Le livre est le plus pertinent pour les employés des services administratifs responsables des serveurs, des applications et des services, ainsi que pour les développeurs impliqués dans la création de nouveaux services cloud ou la migration des applications existantes vers Kubernetes et le cloud. Ne vous inquiétez pas, il n'est pas nécessaire de savoir comment travailler avec Kubernetes et les conteneurs - nous vous apprendrons tout.

Les utilisateurs expérimentés de Kubernetes trouveront également beaucoup de valeur: des sujets tels que RBAC, le déploiement continu, la gestion des données sensibles et l'observabilité sont traités en profondeur. Nous espérons que les pages du livre auront sûrement quelque chose d'intéressant pour vous, quelles que soient vos compétences et votre expérience.

À quelles questions le livre répond-il


Au cours de la planification et de la rédaction du livre, nous avons discuté des technologies cloud et de Kubernetes avec des centaines de personnes, discuté avec des dirigeants et des experts de l'industrie, ainsi qu'avec des débutants absolus. Voici les questions individuelles auxquelles ils aimeraient voir des réponses dans cette publication.

  • «Je voudrais savoir pourquoi il faut consacrer du temps Ă  cette technologie.
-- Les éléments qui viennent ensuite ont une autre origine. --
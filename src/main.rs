use clap::Parser;
use log::{debug, info, warn};
use snafu::ErrorCompat;

mod args;
mod poll;

use crate::args::{Args, Command};
use crate::poll::config_reader::{read_config, PollConfig, StoreConfig};
use crate::poll::*;

fn run(args: &Args) -> StoreResult<()> {
    let file_config = match &args.config {
        Some(p) => read_config(p)?,
        None => PollConfig::default(),
    };
    let config = StoreConfig::from_env(&file_config, args.data_file.as_deref());
    debug!("store config: {:?}", config.data_file);
    let store = RecordStore::open(&config);
    info!("store backend: {}", store.backend_name());

    match &args.command {
        Command::Submit(s) => {
            let ballot = ballot_from_args(s)?;
            run_submit(&store, ballot)?;
        }
        Command::Results(r) => {
            run_results(&store, r.json, r.out.clone(), r.reference.clone())?;
        }
        Command::List => run_list(&store),
    }
    Ok(())
}

fn main() {
    let args = Args::parse();

    let default_level = if args.verbose { "debug" } else { "warn" };
    env_logger::Builder::from_env(env_logger::Env::default().default_filter_or(default_level))
        .init();
    debug!("args: {:?}", args);

    if let Err(e) = run(&args) {
        warn!("Error occurred {:?}", e);
        eprintln!("An error occurred: {}", e);
        let mut source = std::error::Error::source(&e);
        while let Some(s) = source {
            eprintln!("  caused by: {}", s);
            source = s.source();
        }
        if let Some(bt) = ErrorCompat::backtrace(&e) {
            eprintln!("trace: {}", bt);
        }
        let code = match e.kind() {
            ErrorKind::InvalidBallot => 2,
            ErrorKind::Persistence | ErrorKind::Other => 1,
        };
        std::process::exit(code);
    }
}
Quels problèmes m'aidera-t-elle, moi et mon Ă©quipe, Ă  rĂ©soudre? »
  • «Kubernetes semble intĂ©ressant, mais a un seuil d'entrĂ©e assez Ă©levĂ©. PrĂ©parer un exemple simple n'est pas difficile, mais une administration et un dĂ©bogage supplĂ©mentaires sont effrayants. Nous aimerions obtenir des conseils fiables sur la façon dont les gens gèrent les clusters Kubernetes dans la vie rĂ©elle et sur les problèmes que nous sommes susceptibles de rencontrer. »
  • «Des conseils subjectifs seraient utiles. L'Ă©cosystème Kubernetes offre aux Ă©quipes novices un trop grand nombre d'options. Quand la mĂŞme chose peut se faire de plusieurs manières, comment comprendre laquelle est la meilleure? Comment faire un choix? "
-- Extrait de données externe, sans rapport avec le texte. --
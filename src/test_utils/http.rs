use axum_test::TestResponse;

#[track_caller]
pub(crate) fn assert_redirect(response: &TestResponse, location: &str) {
    response.assert_status_see_other();
    assert_eq!(
        response.header("location"),
        location,
        "want redirect to {location}"
    );
}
Et, probablement, la plus importante de toutes les questions:

  • "Comment utiliser Kubernetes sans perturber mon entreprise?"

Extrait. Configuration et objets secrets


La possibilité de séparer la logique de l'application Kubernetes de sa configuration (c'est-à-dire de toute valeur ou paramètre susceptible de changer avec le temps) est très utile. Les valeurs de configuration incluent généralement les paramètres d'un environnement spécifique, les adresses DNS des services tiers et les informations d'identification pour l'authentification.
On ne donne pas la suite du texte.